Records for this task
►

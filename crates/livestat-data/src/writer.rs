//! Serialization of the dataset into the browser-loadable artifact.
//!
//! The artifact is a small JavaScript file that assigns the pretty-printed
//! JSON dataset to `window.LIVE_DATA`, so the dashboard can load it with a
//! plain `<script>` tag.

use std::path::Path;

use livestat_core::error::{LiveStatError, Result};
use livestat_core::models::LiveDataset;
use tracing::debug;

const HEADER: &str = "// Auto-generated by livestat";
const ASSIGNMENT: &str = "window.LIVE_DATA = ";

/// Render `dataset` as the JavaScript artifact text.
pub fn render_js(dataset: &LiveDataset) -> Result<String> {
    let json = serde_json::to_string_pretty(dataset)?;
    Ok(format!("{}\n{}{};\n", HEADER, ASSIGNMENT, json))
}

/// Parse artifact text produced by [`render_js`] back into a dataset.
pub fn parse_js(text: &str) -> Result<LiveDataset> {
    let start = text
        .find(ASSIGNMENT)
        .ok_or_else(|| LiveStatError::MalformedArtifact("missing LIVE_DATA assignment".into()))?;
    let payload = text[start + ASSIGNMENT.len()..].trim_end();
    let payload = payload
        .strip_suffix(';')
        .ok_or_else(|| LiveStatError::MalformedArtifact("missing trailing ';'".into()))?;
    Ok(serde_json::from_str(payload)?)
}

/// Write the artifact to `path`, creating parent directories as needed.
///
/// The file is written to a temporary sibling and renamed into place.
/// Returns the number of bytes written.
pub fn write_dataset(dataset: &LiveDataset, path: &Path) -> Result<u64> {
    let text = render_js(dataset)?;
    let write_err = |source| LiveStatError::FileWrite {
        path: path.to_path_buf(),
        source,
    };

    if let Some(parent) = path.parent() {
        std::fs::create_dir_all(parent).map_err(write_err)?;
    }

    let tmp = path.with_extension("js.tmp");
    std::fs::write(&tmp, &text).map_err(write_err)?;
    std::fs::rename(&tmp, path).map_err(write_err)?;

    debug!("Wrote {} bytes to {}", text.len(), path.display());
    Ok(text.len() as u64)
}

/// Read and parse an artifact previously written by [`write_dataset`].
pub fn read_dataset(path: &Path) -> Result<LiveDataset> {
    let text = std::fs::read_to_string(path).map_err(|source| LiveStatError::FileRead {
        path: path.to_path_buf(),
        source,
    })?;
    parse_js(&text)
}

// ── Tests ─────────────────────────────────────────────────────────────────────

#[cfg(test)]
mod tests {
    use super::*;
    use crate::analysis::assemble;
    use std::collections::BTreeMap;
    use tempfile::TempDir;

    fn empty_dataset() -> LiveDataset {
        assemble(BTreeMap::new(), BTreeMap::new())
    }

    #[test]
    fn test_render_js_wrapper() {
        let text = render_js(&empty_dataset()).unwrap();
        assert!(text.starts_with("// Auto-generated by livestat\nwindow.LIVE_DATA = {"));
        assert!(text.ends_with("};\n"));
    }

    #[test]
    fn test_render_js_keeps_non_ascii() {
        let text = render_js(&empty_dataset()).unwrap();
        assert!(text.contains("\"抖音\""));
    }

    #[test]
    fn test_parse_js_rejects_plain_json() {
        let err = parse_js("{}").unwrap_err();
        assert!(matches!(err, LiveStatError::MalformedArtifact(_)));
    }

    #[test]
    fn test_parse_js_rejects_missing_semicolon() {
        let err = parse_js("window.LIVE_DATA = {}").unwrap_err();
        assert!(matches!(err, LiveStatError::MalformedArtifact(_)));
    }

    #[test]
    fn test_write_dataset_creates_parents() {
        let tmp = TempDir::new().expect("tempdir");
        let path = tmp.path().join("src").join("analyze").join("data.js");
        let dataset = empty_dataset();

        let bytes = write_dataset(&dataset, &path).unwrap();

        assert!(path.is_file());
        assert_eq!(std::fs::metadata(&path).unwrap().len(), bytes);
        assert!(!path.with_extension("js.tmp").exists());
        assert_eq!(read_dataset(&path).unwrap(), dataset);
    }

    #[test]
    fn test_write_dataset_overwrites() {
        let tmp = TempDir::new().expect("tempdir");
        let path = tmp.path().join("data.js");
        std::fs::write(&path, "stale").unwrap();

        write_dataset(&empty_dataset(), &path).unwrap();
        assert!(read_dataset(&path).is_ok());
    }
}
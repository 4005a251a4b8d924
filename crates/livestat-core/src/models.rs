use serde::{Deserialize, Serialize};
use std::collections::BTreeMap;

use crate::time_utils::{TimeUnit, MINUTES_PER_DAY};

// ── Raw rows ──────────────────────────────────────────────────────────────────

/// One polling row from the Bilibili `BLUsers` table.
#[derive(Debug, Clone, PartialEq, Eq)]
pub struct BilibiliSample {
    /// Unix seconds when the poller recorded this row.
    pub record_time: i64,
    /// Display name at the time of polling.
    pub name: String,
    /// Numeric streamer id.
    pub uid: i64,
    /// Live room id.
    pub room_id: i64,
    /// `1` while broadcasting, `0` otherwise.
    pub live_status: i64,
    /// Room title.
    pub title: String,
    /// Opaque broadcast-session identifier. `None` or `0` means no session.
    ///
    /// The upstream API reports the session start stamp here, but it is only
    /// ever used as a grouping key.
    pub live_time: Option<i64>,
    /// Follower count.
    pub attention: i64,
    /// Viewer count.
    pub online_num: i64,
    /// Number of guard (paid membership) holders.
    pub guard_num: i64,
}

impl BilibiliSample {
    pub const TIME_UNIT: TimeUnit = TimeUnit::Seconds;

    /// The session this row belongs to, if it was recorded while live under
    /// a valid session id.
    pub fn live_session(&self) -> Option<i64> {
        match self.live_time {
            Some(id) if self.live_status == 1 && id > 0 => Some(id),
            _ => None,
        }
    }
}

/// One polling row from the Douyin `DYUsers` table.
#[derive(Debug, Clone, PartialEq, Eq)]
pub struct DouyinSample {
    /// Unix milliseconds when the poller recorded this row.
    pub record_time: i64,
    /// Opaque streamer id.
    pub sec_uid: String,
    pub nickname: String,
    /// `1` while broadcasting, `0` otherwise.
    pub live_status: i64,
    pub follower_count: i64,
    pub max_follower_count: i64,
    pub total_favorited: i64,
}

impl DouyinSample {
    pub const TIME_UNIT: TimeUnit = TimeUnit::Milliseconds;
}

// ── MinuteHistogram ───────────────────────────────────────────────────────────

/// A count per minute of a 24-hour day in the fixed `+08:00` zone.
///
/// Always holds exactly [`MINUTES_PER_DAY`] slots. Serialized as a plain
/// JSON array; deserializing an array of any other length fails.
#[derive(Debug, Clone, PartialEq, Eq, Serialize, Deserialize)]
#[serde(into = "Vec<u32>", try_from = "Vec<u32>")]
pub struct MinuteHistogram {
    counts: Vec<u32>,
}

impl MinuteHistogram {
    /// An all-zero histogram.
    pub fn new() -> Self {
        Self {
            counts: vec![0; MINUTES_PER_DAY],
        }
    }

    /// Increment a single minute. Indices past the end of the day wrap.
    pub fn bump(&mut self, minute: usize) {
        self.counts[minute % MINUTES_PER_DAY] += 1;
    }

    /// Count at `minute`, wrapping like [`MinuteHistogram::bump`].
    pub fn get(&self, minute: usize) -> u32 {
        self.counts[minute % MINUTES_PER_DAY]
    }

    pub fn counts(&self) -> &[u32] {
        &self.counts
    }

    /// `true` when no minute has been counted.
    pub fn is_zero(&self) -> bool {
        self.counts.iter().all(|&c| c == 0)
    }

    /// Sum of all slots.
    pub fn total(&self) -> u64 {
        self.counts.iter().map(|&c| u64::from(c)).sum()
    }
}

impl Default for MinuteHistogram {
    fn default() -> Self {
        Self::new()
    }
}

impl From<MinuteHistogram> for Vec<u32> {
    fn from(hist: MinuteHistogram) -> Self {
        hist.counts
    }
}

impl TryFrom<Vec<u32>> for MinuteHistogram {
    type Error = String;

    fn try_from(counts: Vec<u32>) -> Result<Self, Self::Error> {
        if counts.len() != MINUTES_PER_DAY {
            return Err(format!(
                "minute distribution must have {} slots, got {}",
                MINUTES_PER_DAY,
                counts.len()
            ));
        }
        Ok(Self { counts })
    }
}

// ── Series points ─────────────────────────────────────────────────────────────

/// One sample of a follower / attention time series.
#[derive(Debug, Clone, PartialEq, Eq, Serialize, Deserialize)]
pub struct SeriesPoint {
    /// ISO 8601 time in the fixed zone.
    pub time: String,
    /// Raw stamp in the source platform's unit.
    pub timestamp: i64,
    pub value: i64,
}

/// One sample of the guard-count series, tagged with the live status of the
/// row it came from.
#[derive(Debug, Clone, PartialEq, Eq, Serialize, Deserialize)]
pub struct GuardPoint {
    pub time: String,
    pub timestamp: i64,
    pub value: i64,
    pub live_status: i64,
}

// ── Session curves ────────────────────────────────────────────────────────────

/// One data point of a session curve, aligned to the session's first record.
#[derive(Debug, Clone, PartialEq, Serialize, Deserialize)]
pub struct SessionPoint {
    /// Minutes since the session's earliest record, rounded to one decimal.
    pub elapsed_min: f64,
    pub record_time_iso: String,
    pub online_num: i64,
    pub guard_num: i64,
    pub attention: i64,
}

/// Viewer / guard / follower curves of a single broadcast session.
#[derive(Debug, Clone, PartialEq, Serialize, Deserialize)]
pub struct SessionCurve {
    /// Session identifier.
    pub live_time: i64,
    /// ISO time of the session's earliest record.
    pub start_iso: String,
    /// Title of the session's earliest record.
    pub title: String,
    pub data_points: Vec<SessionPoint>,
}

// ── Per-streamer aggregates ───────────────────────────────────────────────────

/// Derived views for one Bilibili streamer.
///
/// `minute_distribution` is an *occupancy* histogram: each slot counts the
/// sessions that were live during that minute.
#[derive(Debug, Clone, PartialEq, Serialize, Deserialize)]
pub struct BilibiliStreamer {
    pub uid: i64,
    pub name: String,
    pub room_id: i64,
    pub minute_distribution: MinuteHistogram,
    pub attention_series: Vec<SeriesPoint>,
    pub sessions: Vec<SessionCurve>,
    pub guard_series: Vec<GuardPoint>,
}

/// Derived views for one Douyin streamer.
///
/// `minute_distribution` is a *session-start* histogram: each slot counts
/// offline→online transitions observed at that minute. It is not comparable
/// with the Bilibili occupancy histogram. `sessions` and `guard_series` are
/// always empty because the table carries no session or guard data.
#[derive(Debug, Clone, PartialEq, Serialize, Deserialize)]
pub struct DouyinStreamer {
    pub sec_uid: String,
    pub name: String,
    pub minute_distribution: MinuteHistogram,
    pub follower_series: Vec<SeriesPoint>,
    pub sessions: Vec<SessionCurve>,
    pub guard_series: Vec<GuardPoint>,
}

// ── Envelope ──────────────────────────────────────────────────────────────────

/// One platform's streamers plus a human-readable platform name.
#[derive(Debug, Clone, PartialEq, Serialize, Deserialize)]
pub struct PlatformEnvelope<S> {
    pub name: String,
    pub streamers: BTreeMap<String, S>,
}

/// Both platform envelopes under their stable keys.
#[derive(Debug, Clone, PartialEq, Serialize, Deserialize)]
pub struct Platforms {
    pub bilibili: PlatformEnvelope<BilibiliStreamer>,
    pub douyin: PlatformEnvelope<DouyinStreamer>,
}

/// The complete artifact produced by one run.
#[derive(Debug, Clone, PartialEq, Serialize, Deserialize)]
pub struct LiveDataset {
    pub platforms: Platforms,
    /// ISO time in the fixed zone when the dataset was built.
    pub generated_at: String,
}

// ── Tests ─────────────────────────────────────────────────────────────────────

◄

Problem to solve
Gather from the entries above all lines that include the string "single".

Solution to the exercise
    /// Increment a single minute. Indices past the end of the day wrap.
/// Viewer / guard / follower curves of a single broadcast session.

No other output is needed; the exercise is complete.